(Items from a dataset)

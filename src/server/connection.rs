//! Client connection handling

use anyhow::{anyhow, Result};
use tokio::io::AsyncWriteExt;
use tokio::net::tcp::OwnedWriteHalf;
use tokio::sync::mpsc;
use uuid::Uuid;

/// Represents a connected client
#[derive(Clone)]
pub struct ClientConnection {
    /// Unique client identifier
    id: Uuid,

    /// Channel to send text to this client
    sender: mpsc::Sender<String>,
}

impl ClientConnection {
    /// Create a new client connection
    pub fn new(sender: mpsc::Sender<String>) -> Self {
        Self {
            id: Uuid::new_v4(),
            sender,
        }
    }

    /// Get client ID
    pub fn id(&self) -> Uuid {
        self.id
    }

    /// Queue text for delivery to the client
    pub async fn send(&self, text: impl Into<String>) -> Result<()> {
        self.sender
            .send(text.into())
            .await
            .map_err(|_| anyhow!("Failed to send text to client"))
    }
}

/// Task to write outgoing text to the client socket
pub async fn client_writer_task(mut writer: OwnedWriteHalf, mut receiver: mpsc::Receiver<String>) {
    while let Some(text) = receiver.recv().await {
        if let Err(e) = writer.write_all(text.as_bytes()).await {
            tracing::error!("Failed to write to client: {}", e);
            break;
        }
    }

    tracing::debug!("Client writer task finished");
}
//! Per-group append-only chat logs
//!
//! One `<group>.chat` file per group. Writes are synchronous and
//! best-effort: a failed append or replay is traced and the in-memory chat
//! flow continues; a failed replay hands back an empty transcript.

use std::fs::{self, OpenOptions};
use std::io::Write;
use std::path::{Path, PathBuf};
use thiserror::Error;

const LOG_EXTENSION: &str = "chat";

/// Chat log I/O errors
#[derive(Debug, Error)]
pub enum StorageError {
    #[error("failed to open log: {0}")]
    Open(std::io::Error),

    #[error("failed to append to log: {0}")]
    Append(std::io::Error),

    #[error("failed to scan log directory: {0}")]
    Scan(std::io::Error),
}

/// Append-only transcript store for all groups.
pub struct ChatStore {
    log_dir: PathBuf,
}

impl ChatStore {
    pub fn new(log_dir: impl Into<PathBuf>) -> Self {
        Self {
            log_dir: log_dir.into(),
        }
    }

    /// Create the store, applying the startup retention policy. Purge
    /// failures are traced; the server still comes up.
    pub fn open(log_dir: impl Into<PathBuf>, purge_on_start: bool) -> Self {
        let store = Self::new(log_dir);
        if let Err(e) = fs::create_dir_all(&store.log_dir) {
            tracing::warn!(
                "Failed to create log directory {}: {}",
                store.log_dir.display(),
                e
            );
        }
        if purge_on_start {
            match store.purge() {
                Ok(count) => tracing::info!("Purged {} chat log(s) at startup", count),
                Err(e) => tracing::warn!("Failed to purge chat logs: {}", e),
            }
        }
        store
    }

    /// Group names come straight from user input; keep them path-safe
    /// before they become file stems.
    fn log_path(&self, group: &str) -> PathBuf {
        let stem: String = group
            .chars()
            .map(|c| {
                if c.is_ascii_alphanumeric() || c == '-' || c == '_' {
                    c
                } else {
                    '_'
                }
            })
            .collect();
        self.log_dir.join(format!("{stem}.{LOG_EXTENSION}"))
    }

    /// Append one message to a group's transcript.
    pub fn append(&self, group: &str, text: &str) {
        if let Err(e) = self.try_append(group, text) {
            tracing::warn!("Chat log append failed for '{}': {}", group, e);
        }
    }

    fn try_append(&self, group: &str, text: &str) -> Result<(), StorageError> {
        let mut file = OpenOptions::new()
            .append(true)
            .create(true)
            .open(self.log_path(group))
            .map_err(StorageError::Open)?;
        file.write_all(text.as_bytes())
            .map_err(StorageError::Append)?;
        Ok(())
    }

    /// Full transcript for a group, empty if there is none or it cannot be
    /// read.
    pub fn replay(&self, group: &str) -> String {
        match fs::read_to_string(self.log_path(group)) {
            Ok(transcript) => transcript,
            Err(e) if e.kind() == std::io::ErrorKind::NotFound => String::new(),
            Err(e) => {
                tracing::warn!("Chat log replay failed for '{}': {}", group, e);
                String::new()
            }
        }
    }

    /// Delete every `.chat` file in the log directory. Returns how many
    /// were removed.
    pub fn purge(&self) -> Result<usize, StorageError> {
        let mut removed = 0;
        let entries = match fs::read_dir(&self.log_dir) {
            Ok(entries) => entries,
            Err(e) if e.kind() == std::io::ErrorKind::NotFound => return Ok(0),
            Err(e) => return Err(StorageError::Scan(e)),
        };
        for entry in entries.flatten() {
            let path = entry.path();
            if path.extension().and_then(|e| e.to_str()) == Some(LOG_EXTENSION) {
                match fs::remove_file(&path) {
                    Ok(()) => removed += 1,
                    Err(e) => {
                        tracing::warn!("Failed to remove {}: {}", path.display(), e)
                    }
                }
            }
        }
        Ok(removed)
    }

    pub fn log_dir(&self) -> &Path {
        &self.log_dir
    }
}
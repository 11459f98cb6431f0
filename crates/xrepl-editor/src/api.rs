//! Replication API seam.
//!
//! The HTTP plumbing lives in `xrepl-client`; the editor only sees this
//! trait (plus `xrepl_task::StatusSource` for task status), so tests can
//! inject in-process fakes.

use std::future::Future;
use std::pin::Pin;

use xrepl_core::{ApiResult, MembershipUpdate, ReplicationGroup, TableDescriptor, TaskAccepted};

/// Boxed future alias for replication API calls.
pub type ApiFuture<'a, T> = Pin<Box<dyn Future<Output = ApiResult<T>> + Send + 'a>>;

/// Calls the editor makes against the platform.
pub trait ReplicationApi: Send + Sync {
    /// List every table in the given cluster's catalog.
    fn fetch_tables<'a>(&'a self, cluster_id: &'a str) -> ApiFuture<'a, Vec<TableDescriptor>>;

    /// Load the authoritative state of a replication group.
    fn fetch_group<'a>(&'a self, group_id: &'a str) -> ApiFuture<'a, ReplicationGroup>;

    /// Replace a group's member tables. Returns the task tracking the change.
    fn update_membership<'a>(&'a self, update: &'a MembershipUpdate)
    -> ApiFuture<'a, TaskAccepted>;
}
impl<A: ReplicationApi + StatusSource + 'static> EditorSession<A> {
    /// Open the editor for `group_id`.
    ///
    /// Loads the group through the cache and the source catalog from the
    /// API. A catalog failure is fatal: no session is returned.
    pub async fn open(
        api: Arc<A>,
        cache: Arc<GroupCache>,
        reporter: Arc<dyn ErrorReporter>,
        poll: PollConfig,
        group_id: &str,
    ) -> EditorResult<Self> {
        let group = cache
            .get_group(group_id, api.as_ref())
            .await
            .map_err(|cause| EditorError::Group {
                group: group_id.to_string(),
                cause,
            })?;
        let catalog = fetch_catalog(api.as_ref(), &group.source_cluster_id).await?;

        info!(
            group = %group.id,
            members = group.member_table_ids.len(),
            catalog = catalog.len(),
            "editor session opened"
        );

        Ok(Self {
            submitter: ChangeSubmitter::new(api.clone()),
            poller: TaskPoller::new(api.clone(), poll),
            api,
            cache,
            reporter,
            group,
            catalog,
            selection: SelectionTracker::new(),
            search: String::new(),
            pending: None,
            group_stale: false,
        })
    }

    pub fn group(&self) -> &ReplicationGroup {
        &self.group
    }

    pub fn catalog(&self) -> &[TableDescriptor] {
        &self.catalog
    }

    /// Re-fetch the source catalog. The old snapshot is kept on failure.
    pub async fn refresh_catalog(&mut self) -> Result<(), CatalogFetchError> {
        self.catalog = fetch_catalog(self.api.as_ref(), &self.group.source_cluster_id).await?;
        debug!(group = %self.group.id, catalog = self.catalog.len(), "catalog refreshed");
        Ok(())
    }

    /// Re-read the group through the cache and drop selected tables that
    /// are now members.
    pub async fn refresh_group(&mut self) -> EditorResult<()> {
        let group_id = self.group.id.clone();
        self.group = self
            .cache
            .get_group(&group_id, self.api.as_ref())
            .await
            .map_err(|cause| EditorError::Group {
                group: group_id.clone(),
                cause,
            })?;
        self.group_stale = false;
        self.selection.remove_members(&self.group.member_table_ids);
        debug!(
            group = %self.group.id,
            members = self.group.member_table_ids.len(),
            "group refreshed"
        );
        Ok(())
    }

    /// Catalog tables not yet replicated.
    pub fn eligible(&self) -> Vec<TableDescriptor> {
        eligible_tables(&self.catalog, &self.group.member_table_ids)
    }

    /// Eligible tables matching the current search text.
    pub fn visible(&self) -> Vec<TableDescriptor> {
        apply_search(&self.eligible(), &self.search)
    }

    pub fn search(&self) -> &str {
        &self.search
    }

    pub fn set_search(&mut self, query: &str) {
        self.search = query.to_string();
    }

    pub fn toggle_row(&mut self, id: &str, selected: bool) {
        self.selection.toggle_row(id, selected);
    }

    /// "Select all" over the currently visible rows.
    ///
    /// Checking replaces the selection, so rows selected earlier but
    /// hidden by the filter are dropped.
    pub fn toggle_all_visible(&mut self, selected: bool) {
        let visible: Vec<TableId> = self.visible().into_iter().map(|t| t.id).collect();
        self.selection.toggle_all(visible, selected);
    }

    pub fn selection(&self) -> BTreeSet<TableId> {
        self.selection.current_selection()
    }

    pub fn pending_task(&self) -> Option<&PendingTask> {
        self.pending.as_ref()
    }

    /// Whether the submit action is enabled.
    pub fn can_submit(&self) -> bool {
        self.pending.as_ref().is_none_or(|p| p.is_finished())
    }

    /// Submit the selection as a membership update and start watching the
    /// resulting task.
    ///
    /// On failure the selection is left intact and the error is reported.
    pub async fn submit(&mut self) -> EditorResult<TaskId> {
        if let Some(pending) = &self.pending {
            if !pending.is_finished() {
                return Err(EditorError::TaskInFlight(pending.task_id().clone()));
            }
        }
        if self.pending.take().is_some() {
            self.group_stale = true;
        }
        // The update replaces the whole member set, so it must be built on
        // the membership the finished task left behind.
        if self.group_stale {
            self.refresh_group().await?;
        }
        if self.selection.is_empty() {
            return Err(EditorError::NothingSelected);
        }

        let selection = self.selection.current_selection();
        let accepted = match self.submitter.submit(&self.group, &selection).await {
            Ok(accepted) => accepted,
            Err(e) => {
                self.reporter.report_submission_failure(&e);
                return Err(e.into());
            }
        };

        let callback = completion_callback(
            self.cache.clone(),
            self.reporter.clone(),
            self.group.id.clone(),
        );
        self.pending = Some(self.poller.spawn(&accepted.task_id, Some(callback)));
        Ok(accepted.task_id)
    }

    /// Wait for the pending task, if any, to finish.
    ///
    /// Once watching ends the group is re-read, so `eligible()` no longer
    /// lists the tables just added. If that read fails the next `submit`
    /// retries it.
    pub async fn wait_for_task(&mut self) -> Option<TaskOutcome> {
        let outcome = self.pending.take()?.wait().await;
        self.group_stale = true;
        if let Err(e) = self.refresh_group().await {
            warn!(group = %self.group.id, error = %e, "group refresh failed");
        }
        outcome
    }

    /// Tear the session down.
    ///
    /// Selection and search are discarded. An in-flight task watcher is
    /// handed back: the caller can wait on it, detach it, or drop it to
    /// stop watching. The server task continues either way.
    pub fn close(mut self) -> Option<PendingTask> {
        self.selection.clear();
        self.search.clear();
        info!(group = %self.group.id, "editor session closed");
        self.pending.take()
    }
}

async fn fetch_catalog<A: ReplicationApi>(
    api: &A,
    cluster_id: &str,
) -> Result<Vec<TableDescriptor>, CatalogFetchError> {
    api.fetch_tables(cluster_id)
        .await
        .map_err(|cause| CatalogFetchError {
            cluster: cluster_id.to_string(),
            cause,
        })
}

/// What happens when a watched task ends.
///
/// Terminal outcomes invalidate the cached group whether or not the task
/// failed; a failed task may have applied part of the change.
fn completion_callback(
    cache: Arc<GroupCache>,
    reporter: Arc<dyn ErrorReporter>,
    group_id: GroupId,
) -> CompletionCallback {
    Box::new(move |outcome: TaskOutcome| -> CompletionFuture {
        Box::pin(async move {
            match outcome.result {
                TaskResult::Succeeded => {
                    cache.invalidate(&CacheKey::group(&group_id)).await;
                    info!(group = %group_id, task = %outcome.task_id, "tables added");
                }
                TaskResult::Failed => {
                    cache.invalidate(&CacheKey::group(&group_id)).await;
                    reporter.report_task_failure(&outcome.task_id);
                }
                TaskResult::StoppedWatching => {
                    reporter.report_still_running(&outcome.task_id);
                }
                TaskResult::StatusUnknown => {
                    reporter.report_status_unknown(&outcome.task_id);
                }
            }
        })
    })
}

* * *

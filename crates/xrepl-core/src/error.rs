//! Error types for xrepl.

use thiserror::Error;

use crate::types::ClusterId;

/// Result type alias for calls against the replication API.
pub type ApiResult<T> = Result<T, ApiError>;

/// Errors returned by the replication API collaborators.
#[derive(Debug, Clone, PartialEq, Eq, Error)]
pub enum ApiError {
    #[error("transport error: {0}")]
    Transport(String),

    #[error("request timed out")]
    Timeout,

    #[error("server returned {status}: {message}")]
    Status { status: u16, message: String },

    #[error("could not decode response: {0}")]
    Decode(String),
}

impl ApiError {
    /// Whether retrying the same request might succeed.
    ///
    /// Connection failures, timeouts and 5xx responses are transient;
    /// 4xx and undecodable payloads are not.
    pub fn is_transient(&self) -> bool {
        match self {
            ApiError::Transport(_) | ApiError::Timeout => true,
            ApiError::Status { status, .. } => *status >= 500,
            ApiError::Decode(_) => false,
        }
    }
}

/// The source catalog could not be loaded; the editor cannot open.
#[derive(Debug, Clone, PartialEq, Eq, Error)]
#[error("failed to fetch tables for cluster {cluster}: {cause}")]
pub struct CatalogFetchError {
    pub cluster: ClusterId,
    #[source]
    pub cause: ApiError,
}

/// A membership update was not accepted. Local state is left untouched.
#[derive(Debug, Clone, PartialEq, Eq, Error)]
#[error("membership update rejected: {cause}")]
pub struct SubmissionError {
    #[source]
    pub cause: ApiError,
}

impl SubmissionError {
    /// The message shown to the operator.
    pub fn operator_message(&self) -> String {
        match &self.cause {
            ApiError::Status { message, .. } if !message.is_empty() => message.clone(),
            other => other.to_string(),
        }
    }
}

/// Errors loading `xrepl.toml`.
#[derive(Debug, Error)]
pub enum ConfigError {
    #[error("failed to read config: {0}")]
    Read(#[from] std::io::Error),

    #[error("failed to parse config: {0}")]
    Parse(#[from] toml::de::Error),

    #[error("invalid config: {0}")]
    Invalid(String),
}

__Work item__
For each line in the entries that holds "clear", return that line.

__Response to the exercise__
        self.selection.clear();
        self.search.clear();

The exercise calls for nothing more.